§ Directions for this task
Given the records below, would you repeat exactly the lines that begin at the one containing "filename src/snapshots/handlers.rs" and end at the one containing "-> AppResult<(StatusCode, Json<WriteReceipt>)>", inclusive?

§ Extracted records
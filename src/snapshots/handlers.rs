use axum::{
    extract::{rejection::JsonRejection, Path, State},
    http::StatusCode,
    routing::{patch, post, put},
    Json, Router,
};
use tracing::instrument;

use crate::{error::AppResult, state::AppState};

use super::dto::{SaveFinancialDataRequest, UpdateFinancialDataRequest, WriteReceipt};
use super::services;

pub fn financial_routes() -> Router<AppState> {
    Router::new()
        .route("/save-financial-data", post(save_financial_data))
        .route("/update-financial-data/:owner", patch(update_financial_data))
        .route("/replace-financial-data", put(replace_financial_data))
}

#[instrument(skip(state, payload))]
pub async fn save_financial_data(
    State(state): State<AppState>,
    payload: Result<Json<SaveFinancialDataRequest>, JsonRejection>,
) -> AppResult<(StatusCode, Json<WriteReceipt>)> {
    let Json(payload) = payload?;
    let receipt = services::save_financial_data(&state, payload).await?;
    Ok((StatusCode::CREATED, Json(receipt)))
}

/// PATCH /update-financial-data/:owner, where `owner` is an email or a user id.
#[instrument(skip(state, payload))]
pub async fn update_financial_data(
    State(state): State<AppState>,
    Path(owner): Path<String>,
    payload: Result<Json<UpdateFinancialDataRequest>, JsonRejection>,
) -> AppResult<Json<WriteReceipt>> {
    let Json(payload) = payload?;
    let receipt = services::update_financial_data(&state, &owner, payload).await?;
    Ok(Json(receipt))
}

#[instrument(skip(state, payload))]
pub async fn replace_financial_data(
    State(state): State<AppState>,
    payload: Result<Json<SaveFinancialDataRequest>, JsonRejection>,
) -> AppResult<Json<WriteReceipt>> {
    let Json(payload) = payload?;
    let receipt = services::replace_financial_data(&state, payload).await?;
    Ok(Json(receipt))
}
* * *
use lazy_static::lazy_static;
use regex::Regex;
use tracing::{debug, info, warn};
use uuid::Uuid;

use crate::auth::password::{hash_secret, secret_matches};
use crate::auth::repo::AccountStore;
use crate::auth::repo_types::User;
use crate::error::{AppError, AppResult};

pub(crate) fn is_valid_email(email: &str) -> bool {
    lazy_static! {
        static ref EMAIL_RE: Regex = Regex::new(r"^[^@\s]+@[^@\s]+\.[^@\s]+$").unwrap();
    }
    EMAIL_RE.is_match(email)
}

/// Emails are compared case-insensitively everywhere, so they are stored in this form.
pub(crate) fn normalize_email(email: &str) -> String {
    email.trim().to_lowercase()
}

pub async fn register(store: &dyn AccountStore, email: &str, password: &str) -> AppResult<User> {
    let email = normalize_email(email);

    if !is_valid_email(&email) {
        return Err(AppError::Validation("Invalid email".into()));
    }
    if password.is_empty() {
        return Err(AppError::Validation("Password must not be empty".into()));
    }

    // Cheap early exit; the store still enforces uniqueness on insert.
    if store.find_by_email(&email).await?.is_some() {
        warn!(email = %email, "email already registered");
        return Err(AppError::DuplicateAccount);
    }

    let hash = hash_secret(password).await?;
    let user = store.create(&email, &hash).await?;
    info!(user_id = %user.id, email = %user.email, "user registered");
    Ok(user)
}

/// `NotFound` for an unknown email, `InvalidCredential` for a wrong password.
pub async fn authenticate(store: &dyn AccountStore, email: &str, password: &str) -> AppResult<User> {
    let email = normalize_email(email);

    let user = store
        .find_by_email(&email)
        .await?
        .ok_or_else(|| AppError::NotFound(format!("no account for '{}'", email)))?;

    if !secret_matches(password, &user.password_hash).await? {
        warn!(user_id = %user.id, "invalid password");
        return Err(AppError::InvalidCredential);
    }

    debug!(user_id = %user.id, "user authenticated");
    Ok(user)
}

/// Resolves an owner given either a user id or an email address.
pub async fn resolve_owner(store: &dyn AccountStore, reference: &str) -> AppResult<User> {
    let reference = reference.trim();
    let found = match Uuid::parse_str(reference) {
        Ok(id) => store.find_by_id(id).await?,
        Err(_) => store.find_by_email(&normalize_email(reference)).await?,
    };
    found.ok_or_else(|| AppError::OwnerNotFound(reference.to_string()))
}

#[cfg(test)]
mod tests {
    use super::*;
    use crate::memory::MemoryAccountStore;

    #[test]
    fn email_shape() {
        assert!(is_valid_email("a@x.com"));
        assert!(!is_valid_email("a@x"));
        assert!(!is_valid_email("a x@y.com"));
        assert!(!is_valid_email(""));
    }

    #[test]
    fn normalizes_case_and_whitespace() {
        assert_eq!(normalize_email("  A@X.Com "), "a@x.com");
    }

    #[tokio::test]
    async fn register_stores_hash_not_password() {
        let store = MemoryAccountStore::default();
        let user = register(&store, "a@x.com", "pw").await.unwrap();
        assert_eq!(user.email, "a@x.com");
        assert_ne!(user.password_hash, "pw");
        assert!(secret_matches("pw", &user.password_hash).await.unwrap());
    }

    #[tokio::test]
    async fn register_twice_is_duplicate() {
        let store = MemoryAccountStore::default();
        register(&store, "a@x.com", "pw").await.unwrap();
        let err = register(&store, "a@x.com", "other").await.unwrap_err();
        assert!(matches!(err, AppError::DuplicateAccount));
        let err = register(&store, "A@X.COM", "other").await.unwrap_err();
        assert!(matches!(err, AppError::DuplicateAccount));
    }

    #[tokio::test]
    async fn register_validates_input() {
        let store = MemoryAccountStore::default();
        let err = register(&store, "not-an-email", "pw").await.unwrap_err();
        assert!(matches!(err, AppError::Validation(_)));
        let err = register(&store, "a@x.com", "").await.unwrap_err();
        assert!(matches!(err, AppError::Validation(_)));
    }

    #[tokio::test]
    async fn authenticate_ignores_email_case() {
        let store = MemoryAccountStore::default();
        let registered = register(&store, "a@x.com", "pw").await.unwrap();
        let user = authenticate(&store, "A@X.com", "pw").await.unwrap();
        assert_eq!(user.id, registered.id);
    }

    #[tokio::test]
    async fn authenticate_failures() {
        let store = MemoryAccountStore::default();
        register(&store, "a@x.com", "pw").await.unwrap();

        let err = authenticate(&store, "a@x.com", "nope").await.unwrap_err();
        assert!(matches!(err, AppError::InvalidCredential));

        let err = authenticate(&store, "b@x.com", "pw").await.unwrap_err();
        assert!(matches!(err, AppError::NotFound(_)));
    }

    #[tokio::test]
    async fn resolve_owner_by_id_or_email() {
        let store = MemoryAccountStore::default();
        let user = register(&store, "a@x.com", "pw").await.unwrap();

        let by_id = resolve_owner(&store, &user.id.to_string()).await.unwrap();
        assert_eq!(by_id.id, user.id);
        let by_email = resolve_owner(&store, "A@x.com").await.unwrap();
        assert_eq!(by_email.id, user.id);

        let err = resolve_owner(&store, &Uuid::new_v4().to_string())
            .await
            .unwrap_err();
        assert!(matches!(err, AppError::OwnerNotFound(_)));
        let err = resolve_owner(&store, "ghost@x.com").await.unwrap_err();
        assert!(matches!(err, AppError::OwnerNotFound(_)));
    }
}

§ Answer box
filename src/snapshots/handlers.rs
use axum::{
    extract::{rejection::JsonRejection, Path, State},
    http::StatusCode,
    routing::{patch, post, put},
    Json, Router,
};
use tracing::instrument;

use crate::{error::AppResult, state::AppState};

use super::dto::{SaveFinancialDataRequest, UpdateFinancialDataRequest, WriteReceipt};
use super::services;

pub fn financial_routes() -> Router<AppState> {
    Router::new()
        .route("/save-financial-data", post(save_financial_data))
        .route("/update-financial-data/:owner", patch(update_financial_data))
        .route("/replace-financial-data", put(replace_financial_data))
}

#[instrument(skip(state, payload))]
pub async fn save_financial_data(
    State(state): State<AppState>,
    payload: Result<Json<SaveFinancialDataRequest>, JsonRejection>,
) -> AppResult<(StatusCode, Json<WriteReceipt>)> {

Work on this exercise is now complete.